Data entries:
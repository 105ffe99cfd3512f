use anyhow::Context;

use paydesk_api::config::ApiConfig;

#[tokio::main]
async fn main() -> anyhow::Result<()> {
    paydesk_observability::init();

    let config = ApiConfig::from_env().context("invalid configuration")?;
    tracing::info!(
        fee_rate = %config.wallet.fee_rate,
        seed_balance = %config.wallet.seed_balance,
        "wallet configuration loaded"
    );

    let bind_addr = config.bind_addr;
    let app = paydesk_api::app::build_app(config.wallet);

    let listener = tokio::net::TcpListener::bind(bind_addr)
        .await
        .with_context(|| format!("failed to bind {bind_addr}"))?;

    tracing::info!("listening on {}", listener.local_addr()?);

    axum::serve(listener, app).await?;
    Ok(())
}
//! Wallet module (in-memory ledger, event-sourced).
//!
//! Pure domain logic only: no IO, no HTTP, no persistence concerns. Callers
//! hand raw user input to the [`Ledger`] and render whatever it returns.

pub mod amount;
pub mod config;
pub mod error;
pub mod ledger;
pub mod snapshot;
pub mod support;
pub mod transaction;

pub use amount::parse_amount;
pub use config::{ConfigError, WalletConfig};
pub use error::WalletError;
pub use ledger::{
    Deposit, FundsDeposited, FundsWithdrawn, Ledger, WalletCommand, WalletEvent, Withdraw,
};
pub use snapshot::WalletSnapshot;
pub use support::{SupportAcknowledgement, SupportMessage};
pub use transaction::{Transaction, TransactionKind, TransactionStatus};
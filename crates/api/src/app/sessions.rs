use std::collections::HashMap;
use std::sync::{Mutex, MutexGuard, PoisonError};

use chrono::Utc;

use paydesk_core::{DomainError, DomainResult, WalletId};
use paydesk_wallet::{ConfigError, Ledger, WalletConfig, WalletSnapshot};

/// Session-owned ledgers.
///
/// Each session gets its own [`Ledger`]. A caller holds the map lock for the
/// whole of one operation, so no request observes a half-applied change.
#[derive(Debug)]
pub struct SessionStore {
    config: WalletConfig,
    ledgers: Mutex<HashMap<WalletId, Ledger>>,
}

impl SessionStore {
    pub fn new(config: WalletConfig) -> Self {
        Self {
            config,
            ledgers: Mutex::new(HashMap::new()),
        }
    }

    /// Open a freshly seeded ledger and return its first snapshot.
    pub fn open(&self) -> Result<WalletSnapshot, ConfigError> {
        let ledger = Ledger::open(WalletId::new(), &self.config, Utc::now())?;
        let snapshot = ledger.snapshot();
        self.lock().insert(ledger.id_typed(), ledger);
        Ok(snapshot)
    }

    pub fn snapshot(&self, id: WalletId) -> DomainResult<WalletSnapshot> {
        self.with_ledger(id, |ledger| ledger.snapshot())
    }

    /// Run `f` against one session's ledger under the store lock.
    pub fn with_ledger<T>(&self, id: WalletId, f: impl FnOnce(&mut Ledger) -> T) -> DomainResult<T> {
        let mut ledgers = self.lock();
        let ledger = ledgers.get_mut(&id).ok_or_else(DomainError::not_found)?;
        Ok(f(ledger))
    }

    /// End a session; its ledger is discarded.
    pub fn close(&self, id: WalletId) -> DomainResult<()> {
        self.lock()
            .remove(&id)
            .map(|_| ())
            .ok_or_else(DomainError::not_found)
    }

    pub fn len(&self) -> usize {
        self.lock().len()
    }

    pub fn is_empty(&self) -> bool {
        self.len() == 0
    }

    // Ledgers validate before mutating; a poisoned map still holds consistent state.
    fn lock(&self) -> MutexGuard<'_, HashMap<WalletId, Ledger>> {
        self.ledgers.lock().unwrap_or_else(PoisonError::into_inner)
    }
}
--
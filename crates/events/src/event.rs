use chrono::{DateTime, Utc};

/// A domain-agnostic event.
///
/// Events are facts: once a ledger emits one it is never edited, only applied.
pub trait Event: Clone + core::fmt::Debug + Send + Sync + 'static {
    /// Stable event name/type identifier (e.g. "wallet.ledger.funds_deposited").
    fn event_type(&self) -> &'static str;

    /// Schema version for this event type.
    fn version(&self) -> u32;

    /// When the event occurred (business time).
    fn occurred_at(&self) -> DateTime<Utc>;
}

== HOW TO COMPLETE THIS TASK ==
Write down how many lines of the data above carry the word "DomainResult". Nothing else belongs in the answer.

== SOLUTION TO THIS PROBLEM ==
4